• Your instructions: Among the lines of data below, reproduce only those from the one with "use crate::error::AppError;" through the one with "#[derive(Clone)]", exactly as they stand, both ends included.
··· Records to use ···
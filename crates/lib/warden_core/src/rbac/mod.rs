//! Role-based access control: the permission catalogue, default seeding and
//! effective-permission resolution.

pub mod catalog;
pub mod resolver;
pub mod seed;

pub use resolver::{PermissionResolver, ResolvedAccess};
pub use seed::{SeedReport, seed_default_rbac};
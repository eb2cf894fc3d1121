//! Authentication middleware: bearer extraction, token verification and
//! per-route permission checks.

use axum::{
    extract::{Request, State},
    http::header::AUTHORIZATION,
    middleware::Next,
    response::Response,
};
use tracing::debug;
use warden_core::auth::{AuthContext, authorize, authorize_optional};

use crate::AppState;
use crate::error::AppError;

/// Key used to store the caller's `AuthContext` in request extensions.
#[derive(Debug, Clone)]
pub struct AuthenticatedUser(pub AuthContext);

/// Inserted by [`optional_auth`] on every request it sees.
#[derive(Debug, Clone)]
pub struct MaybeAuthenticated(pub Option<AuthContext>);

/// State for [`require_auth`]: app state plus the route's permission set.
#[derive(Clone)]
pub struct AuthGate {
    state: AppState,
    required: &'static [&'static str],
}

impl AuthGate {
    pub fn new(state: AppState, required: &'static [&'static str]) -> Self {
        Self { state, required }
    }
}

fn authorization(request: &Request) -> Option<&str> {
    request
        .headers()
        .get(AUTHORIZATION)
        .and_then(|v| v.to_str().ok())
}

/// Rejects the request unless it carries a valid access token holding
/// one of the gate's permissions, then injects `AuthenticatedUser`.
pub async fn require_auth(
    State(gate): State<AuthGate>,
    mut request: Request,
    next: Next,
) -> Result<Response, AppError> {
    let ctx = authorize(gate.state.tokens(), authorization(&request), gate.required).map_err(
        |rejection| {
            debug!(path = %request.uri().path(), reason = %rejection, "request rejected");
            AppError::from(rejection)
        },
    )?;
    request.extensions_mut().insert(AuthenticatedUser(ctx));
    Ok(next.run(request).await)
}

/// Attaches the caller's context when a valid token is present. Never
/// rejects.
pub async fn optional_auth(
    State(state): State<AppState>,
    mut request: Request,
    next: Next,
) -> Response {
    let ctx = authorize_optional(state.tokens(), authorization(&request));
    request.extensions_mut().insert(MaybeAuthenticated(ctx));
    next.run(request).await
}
···
• Completed task:
use crate::error::AppError;

/// Key used to store the caller's `AuthContext` in request extensions.
#[derive(Debug, Clone)]
pub struct AuthenticatedUser(pub AuthContext);

/// Inserted by [`optional_auth`] on every request it sees.
#[derive(Debug, Clone)]
pub struct MaybeAuthenticated(pub Option<AuthContext>);

/// State for [`require_auth`]: app state plus the route's permission set.
#[derive(Clone)]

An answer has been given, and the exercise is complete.